Потому что санскрит принципиально многозначен, и там возникает это многозначие, и в этом многозначии человек встречается с истиной. А мы в своих попытках понять что-то пытаемся многозначность или многомерность сделать плоской, убрать эти измерения, все вписать в какую-то структуру.
Точно также в своей жизни, мы пытаемся ее сделать очень плоской все время. Когда мы пытаемся избежать каких-то сложностей или еще чего-то, это ни что иное как попытка сделать свою жизнь плоской или рациональной, а жизнь, она сложна.
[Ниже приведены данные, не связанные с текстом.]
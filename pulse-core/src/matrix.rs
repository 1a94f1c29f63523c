//! Probability x impact risk matrix
//!
//! Global invariants enforced:
//! - Every risk lands in exactly one cell
//! - Sum of all cells equals the number of risks supplied
//! - Deterministic cell order (probability low -> high, impact low -> critical)

use crate::entity::Risk;
use serde::ser::{Serialize, SerializeMap, Serializer};

/// Probability band (rows)
#[derive(Debug, Clone, Copy, PartialEq, Eq, Hash, PartialOrd, Ord)]
pub enum ProbabilityBand {
    Low,    // <= 1
    Medium, // <= 3
    High,   // > 3
}

impl ProbabilityBand {
    pub const ALL: [ProbabilityBand; 3] = [
        ProbabilityBand::Low,
        ProbabilityBand::Medium,
        ProbabilityBand::High,
    ];

    pub fn as_str(&self) -> &'static str {
        match self {
            ProbabilityBand::Low => "low",
            ProbabilityBand::Medium => "medium",
            ProbabilityBand::High => "high",
        }
    }

    fn index(self) -> usize {
        self as usize
    }
}

/// Impact band (columns)
#[derive(Debug, Clone, Copy, PartialEq, Eq, Hash, PartialOrd, Ord)]
pub enum ImpactBand {
    Low,      // <= 1
    Medium,   // <= 2
    High,     // <= 3
    Critical, // > 3
}

impl ImpactBand {
    pub const ALL: [ImpactBand; 4] = [
        ImpactBand::Low,
        ImpactBand::Medium,
        ImpactBand::High,
        ImpactBand::Critical,
    ];

    pub fn as_str(&self) -> &'static str {
        match self {
            ImpactBand::Low => "low",
            ImpactBand::Medium => "medium",
            ImpactBand::High => "high",
            ImpactBand::Critical => "critical",
        }
    }

    fn index(self) -> usize {
        self as usize
    }
}

/// Bucket a resolved probability value.
///
/// Values that compare false against every bound (NaN) fall through to the top band,
/// so no risk is ever dropped.
pub fn probability_band(probability: f64) -> ProbabilityBand {
    if probability <= 1.0 {
        ProbabilityBand::Low
    } else if probability <= 3.0 {
        ProbabilityBand::Medium
    } else {
        ProbabilityBand::High
    }
}

/// Bucket a resolved impact value
pub fn impact_band(impact: f64) -> ImpactBand {
    if impact <= 1.0 {
        ImpactBand::Low
    } else if impact <= 2.0 {
        ImpactBand::Medium
    } else if impact <= 3.0 {
        ImpactBand::High
    } else {
        ImpactBand::Critical
    }
}

/// Cell for a single risk, after defaults are applied
pub fn cell_for(risk: &Risk) -> (ProbabilityBand, ImpactBand) {
    (
        probability_band(risk.probability_or_default()),
        impact_band(risk.impact_or_default()),
    )
}

/// Severity tint of a heatmap cell
#[derive(Debug, Clone, Copy, PartialEq, Eq)]
pub enum CellTint {
    Neutral, // 0
    Low,     // 1-2
    Medium,  // 3-4
    High,    // >= 5
}

impl CellTint {
    pub fn as_str(&self) -> &'static str {
        match self {
            CellTint::Neutral => "neutral",
            CellTint::Low => "low",
            CellTint::Medium => "medium",
            CellTint::High => "high",
        }
    }

    /// Background class used by the heatmap
    pub fn color_class(&self) -> &'static str {
        match self {
            CellTint::Neutral => "bg-gray-100",
            CellTint::Low => "bg-green-200",
            CellTint::Medium => "bg-yellow-300",
            CellTint::High => "bg-red-400",
        }
    }
}

/// Tint for a cell count. Depends on the count only, not on the cell's position.
pub fn cell_tint(count: usize) -> CellTint {
    match count {
        0 => CellTint::Neutral,
        1..=2 => CellTint::Low,
        3..=4 => CellTint::Medium,
        _ => CellTint::High,
    }
}

/// Risk counts per (probability, impact) cell
#[derive(Debug, Clone, Default, PartialEq, Eq)]
pub struct RiskMatrix {
    cells: [[usize; 4]; 3],
}

impl RiskMatrix {
    pub fn count(&self, probability: ProbabilityBand, impact: ImpactBand) -> usize {
        self.cells[probability.index()][impact.index()]
    }

    pub fn tint(&self, probability: ProbabilityBand, impact: ImpactBand) -> CellTint {
        cell_tint(self.count(probability, impact))
    }

    /// Sum over all twelve cells
    pub fn total(&self) -> usize {
        self.cells.iter().flatten().sum()
    }

    /// All cells in deterministic order
    pub fn cells(&self) -> impl Iterator<Item = (ProbabilityBand, ImpactBand, usize)> + '_ {
        ProbabilityBand::ALL.into_iter().flat_map(move |p| {
            ImpactBand::ALL
                .into_iter()
                .map(move |i| (p, i, self.count(p, i)))
        })
    }

    /// Fullest cell, ties broken toward higher probability then higher impact.
    /// `None` when the matrix is empty.
    pub fn hottest_cell(&self) -> Option<(ProbabilityBand, ImpactBand, usize)> {
        self.cells()
            .filter(|(_, _, count)| *count > 0)
            .max_by(|a, b| a.2.cmp(&b.2).then_with(|| (a.0, a.1).cmp(&(b.0, b.1))))
    }

    fn increment(&mut self, probability: ProbabilityBand, impact: ImpactBand) {
        self.cells[probability.index()][impact.index()] += 1;
    }
}

/// Bucket risks into the 3x4 probability x impact grid
pub fn build_risk_matrix(risks: &[Risk]) -> RiskMatrix {
    let mut matrix = RiskMatrix::default();
    for risk in risks {
        let (probability, impact) = cell_for(risk);
        matrix.increment(probability, impact);
    }
    matrix
}

/// Serializes as `{"low": {"low": n, "medium": n, "high": n, "critical": n}, ...}`
impl Serialize for RiskMatrix {
    fn serialize<S: Serializer>(&self, serializer: S) -> Result<S::Ok, S::Error> {
        let mut rows = serializer.serialize_map(Some(ProbabilityBand::ALL.len()))?;
        for probability in ProbabilityBand::ALL {
            rows.serialize_entry(probability.as_str(), &MatrixRow(self, probability))?;
        }
        rows.end()
    }
}

struct MatrixRow<'a>(&'a RiskMatrix, ProbabilityBand);

impl Serialize for MatrixRow<'_> {
    fn serialize<S: Serializer>(&self, serializer: S) -> Result<S::Ok, S::Error> {
        let mut row = serializer.serialize_map(Some(ImpactBand::ALL.len()))?;
        for impact in ImpactBand::ALL {
            row.serialize_entry(impact.as_str(), &self.0.count(self.1, impact))?;
        }
        row.end()
    }
}
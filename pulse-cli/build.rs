// Build script to inject version information from git tags
//
// Falls back to CARGO_PKG_VERSION when git is unavailable.

use std::process::Command;

fn main() {
    let version = get_git_version().unwrap_or_else(|| env!("CARGO_PKG_VERSION").to_string());

    println!("cargo:rustc-env=PULSE_VERSION={}", version);
    println!("cargo:rerun-if-changed=.git/HEAD");
    println!("cargo:rerun-if-changed=.git/refs/heads");
    println!("cargo:rerun-if-changed=.git/refs/tags");
}

fn get_git_version() -> Option<String> {
    // "v0.1.0", "v0.1.0-5-gabc123", or "abc123-dirty"
    let output = Command::new("git")
        .args(["describe", "--tags", "--always", "--dirty"])
        .output()
        .ok()?;

    if !output.status.success() {
        return None;
    }

    let described = String::from_utf8(output.stdout).ok()?;
    let described = described.trim();
    if described.is_empty() {
        return None;
    }

    if let Some(tagged) = described.strip_prefix('v') {
        // Keep only the tag part of "0.1.0-5-gabc123"
        return Some(tagged.split('-').next().unwrap_or(tagged).to_string());
    }

    let base_version = env!("CARGO_PKG_VERSION");
    Some(format!("{}-{}", base_version, described))
}
//! Background expiry sweep.
//!
//! Lazy expiry on load keeps behaviour correct on its own; this task
//! only bounds the memory and disk held by records whose tokens or
//! identifiers never come back.

use std::{sync::Arc, time::Duration};

use aula_core::otp::OtpStore;
use tokio::task::JoinHandle;

use crate::sessions::MemorySessions;

/// Sweep cadence used by the server binary.
pub const DEFAULT_PERIOD: Duration = Duration::from_secs(15 * 60);

/// Spawn a task that periodically drops expired sessions and passcodes.
pub fn spawn<O>(
  sessions: Arc<MemorySessions>,
  otps: Arc<O>,
  period: Duration,
) -> JoinHandle<()>
where
  O: OtpStore + 'static,
{
  tokio::spawn(async move {
    let mut interval = tokio::time::interval(period);
    // The first tick completes immediately; skip it.
    interval.tick().await;
    loop {
      interval.tick().await;
      let sessions_dropped = sessions.purge_expired();
      match otps.purge_expired().await {
        Ok(codes_dropped) => {
          if sessions_dropped > 0 || codes_dropped > 0 {
            tracing::debug!(
              sessions = sessions_dropped,
              passcodes = codes_dropped,
              "expiry sweep"
            );
          }
        }
        Err(e) => tracing::warn!(error = %e, "passcode sweep failed"),
      }
    }
  })
}
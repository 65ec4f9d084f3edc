//! Integration tests for `SqliteStore` against an in-memory database.

use aula_core::{
  credential::CredentialStore,
  otp::OtpStore,
  password,
};
use chrono::Duration;

use crate::{Error, SqliteStore};

async fn store() -> SqliteStore {
  SqliteStore::open_in_memory()
    .await
    .expect("in-memory store")
}

// ─── Provisioning & credentials ──────────────────────────────────────────────

#[tokio::test]
async fn provision_and_find_admin() {
  let s = store().await;
  let hash = password::hash("hunter2").unwrap();
  s.provision_admin("admin@x.com", &hash).await.unwrap();

  let credential = s.find_by_identifier("admin@x.com").await.unwrap();
  let credential = credential.expect("admin present");
  assert_eq!(credential.identifier, "admin@x.com");
  assert!(password::verify("hunter2", &credential.password_hash));
}

#[tokio::test]
async fn provisioning_twice_is_rejected() {
  let s = store().await;
  let hash = password::hash("hunter2").unwrap();
  s.provision_admin("admin@x.com", &hash).await.unwrap();

  let again = s.provision_admin("admin@x.com", &hash).await;
  assert!(matches!(again, Err(Error::AdminExists(id)) if id == "admin@x.com"));

  // The original row is untouched.
  let credential =
    s.find_by_identifier("admin@x.com").await.unwrap().unwrap();
  assert!(password::verify("hunter2", &credential.password_hash));
}

#[tokio::test]
async fn find_missing_admin_returns_none() {
  let s = store().await;
  let result = s.find_by_identifier("ghost@x.com").await.unwrap();
  assert!(result.is_none());
}

#[tokio::test]
async fn ping_succeeds_on_open_store() {
  let s = store().await;
  s.ping().await.unwrap();
}

// ─── Passcodes ───────────────────────────────────────────────────────────────

#[tokio::test]
async fn issue_then_verify_consumes_the_code() {
  let s = store().await;
  s.issue("admin@x.com", "123456", Duration::minutes(10))
    .await
    .unwrap();

  assert!(s.verify("admin@x.com", "123456").await.unwrap());
  // Single-use: the same code never verifies twice.
  assert!(!s.verify("admin@x.com", "123456").await.unwrap());
}

#[tokio::test]
async fn wrong_code_fails_and_mutates_nothing() {
  let s = store().await;
  s.issue("admin@x.com", "123456", Duration::minutes(10))
    .await
    .unwrap();

  assert!(!s.verify("admin@x.com", "654321").await.unwrap());
  // The correct code is still live.
  assert!(s.verify("admin@x.com", "123456").await.unwrap());
}

#[tokio::test]
async fn verify_is_scoped_by_identifier() {
  let s = store().await;
  s.issue("a@x.com", "111111", Duration::minutes(10)).await.unwrap();
  s.issue("b@x.com", "222222", Duration::minutes(10)).await.unwrap();

  assert!(!s.verify("a@x.com", "222222").await.unwrap());
  assert!(s.verify("b@x.com", "222222").await.unwrap());
  // Consuming b's code left a's untouched.
  assert!(s.verify("a@x.com", "111111").await.unwrap());
}

#[tokio::test]
async fn reissue_invalidates_the_previous_code() {
  let s = store().await;
  s.issue("admin@x.com", "111111", Duration::minutes(10))
    .await
    .unwrap();
  s.issue("admin@x.com", "222222", Duration::minutes(10))
    .await
    .unwrap();

  assert!(!s.verify("admin@x.com", "111111").await.unwrap());
  assert!(s.verify("admin@x.com", "222222").await.unwrap());
}

#[tokio::test]
async fn expired_code_never_verifies() {
  let s = store().await;
  // Already expired at insert time.
  s.issue("admin@x.com", "123456", Duration::seconds(-1))
    .await
    .unwrap();

  assert!(!s.verify("admin@x.com", "123456").await.unwrap());
}

#[tokio::test]
async fn issue_returns_the_persisted_record() {
  let s = store().await;
  let issued = s
    .issue("admin@x.com", "123456", Duration::minutes(10))
    .await
    .unwrap();
  assert_eq!(issued.expires_at - issued.created_at, Duration::minutes(10));

  let stored = s.pending_otp("admin@x.com").await.unwrap().unwrap();
  assert_eq!(stored.code, "123456");
  assert_eq!(stored.created_at, issued.created_at);
  assert_eq!(stored.expires_at, issued.expires_at);
}

#[tokio::test]
async fn purge_removes_only_expired_records() {
  let s = store().await;
  s.issue("old@x.com", "111111", Duration::seconds(-1)).await.unwrap();
  s.issue("new@x.com", "222222", Duration::minutes(10)).await.unwrap();

  assert_eq!(s.purge_expired().await.unwrap(), 1);
  assert!(s.pending_otp("old@x.com").await.unwrap().is_none());
  assert!(s.verify("new@x.com", "222222").await.unwrap());

  // Nothing left to purge.
  assert_eq!(s.purge_expired().await.unwrap(), 0);
}
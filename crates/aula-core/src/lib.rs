//! Core types and trait definitions for the Aula admin-auth handshake.
//!
//! This crate is deliberately free of HTTP and database dependencies.
//! Storage backends (`aula-store-sqlite`) and the HTTP layer
//! (`aula-server`) both depend on it; it depends on nothing heavier
//! than the hashing and randomness primitives.

pub mod credential;
pub mod error;
pub mod handshake;
pub mod mail;
pub mod otp;
pub mod password;
pub mod session;

pub use error::{AuthError, Result};
pub use handshake::{HandshakeConfig, HandshakeController, LoginAck};
//! [`MemorySessions`] — the in-process session store.
//!
//! Sessions are process-side only: a restart logs every admin out,
//! which is the intended behaviour for this deployment size.

use std::{collections::HashMap, sync::RwLock};

use aula_core::session::{SessionRecord, SessionStore, SessionToken};
use chrono::{Duration, Utc};

/// Session records behind an `RwLock`, keyed by opaque token.
///
/// Expiry is a 24-hour sliding window: every successful load slides
/// `last_seen` forward, and a record past the window behaves exactly
/// like one that never existed.
pub struct MemorySessions {
  ttl:   Duration,
  inner: RwLock<HashMap<SessionToken, SessionRecord>>,
}

impl MemorySessions {
  pub fn new(ttl: Duration) -> Self {
    MemorySessions { ttl, inner: RwLock::new(HashMap::new()) }
  }

  /// The production window: 24 hours of inactivity.
  pub fn with_default_ttl() -> Self {
    Self::new(Duration::hours(24))
  }

  /// Sweep out expired records, returning the count removed.
  ///
  /// Lazy expiry in [`SessionStore::load`] already guarantees
  /// correctness; this only bounds memory growth.
  pub fn purge_expired(&self) -> usize {
    let now = Utc::now();
    let mut map = self.inner.write().expect("session map lock poisoned");
    let before = map.len();
    map.retain(|_, record| now - record.last_seen <= self.ttl);
    before - map.len()
  }
}

impl SessionStore for MemorySessions {
  async fn load(&self, token: &SessionToken) -> Option<SessionRecord> {
    let now = Utc::now();
    let mut map = self.inner.write().expect("session map lock poisoned");
    match map.get_mut(token) {
      Some(record) if now - record.last_seen <= self.ttl => {
        record.last_seen = now;
        Some(record.clone())
      }
      Some(_) => {
        // Expired: discard, indistinguishable from absent.
        map.remove(token);
        None
      }
      None => None,
    }
  }

  async fn store(&self, token: &SessionToken, mut record: SessionRecord) {
    record.last_seen = Utc::now();
    let mut map = self.inner.write().expect("session map lock poisoned");
    map.insert(token.clone(), record);
  }

  async fn remove(&self, token: &SessionToken) {
    let mut map = self.inner.write().expect("session map lock poisoned");
    map.remove(token);
  }
}

#[cfg(test)]
mod tests {
  use rand_core::OsRng;

  use super::*;

  fn token() -> SessionToken {
    SessionToken::generate(&mut OsRng)
  }

  #[tokio::test]
  async fn load_unknown_token_is_none() {
    let sessions = MemorySessions::with_default_ttl();
    assert!(sessions.load(&token()).await.is_none());
  }

  #[tokio::test]
  async fn store_then_load_round_trips() {
    let sessions = MemorySessions::with_default_ttl();
    let t = token();

    let mut record = SessionRecord::default();
    record.pending_identifier = Some("admin@x.com".to_string());
    sessions.store(&t, record).await;

    let loaded = sessions.load(&t).await.unwrap();
    assert_eq!(loaded.pending_identifier.as_deref(), Some("admin@x.com"));
    assert!(!loaded.elevated);
  }

  #[tokio::test]
  async fn expired_record_reads_as_absent_and_is_discarded() {
    // Zero-width window: everything is expired on the next load.
    let sessions = MemorySessions::new(Duration::microseconds(-1));
    let t = token();
    sessions.store(&t, SessionRecord::default()).await;

    assert!(sessions.load(&t).await.is_none());
    // The record is gone, not just hidden.
    assert_eq!(sessions.purge_expired(), 0);
  }

  #[tokio::test]
  async fn remove_discards_the_record() {
    let sessions = MemorySessions::with_default_ttl();
    let t = token();
    sessions.store(&t, SessionRecord::default()).await;
    sessions.remove(&t).await;
    assert!(sessions.load(&t).await.is_none());
  }

  #[tokio::test]
  async fn purge_sweeps_only_expired_records() {
    let sessions = MemorySessions::new(Duration::microseconds(-1));
    sessions.store(&token(), SessionRecord::default()).await;
    sessions.store(&token(), SessionRecord::default()).await;
    assert_eq!(sessions.purge_expired(), 2);
    assert_eq!(sessions.purge_expired(), 0);
  }
}
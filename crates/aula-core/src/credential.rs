//! Admin credentials and the [`CredentialStore`] trait.

use std::future::Future;

/// A provisioned admin credential.
///
/// Created once at provisioning time; no update path is exposed. The
/// hash is an argon2 PHC string — the plaintext password is never
/// persisted anywhere.
#[derive(Debug, Clone)]
pub struct AdminCredential {
  pub identifier:    String,
  /// PHC string produced by argon2, e.g. `$argon2id$v=19$…`
  pub password_hash: String,
}

/// Abstraction over the credential backend.
///
/// Read-only: provisioning happens out of band (CLI), and lookups are
/// the only operation the handshake needs. All methods return `Send`
/// futures so the trait can be used from multi-threaded async runtimes.
pub trait CredentialStore: Send + Sync {
  type Error: std::error::Error + Send + Sync + 'static;

  /// Look up a credential by its unique identifier.
  /// Returns `None` if no such admin is provisioned.
  fn find_by_identifier<'a>(
    &'a self,
    identifier: &'a str,
  ) -> impl Future<Output = Result<Option<AdminCredential>, Self::Error>> + Send + 'a;

  /// Persistence precondition check.
  ///
  /// Run once per request before any handshake query so an unavailable
  /// backend short-circuits uniformly instead of failing mid-flight.
  fn ping(&self) -> impl Future<Output = Result<(), Self::Error>> + Send + '_;
}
Вчера мы обедали с Малика Малой, и она рассказала про какого-то музыковеда, которого она приглашала к себе, прославляла его: Михаил Казиник. И я послушал сегодня его лекцию, очень интересно в одной из его лекций про Бетховена как раз. И он объясняет там эволюцию его, когда великий композитор вдруг оглох. И он говорит, что: «Вот, послушайте его первую сонату, она очень гармоничная, она очень уравновешенная, она очень красивая». И он говорит: «Это еще не Бетховен, потому что она плоская. Там все выверено, вымерено. И возникает некое ощущение приятности, гармонии, но расы нет». И потом по мере того, как он глох… Да, и потом у него была какая-то счастливая жизнь, был период успеха. И вот в периоде успеха, когда у него был успех и счастье, появились первые тревожные знаки о том, что он глохнет. И, соответственно, музыка… Он там показывал отрывки из другой сонаты, когда, ну, такая пьяная веселая музыка и вдруг туда врывается какая-то волна грусти, и появляется эта многомерность. Вот. И потом дальше уже последние сонаты, когда он с Богом разговаривает, когда он полностью оглох, и обращается своей музыкой к Богу. И эта музыка другая, она совсем другая по качеству. Для того чтобы она стала такой, и он где-то в своем внутреннем поиске соприкоснулся с чем-то, ему нужно было пройти через эту глухоту, через это состояние полной глухоты.
То, что проходит человек в своей эволюции, вот, это что-то такое спонтанное, что я сказал бы.
Спасибо еще раз большое, спасибо. У вас наверняка уже отрастают крылья, просто они еще очень маленькие. Но когда-нибудь они отрастут наверняка. Спасибо большое.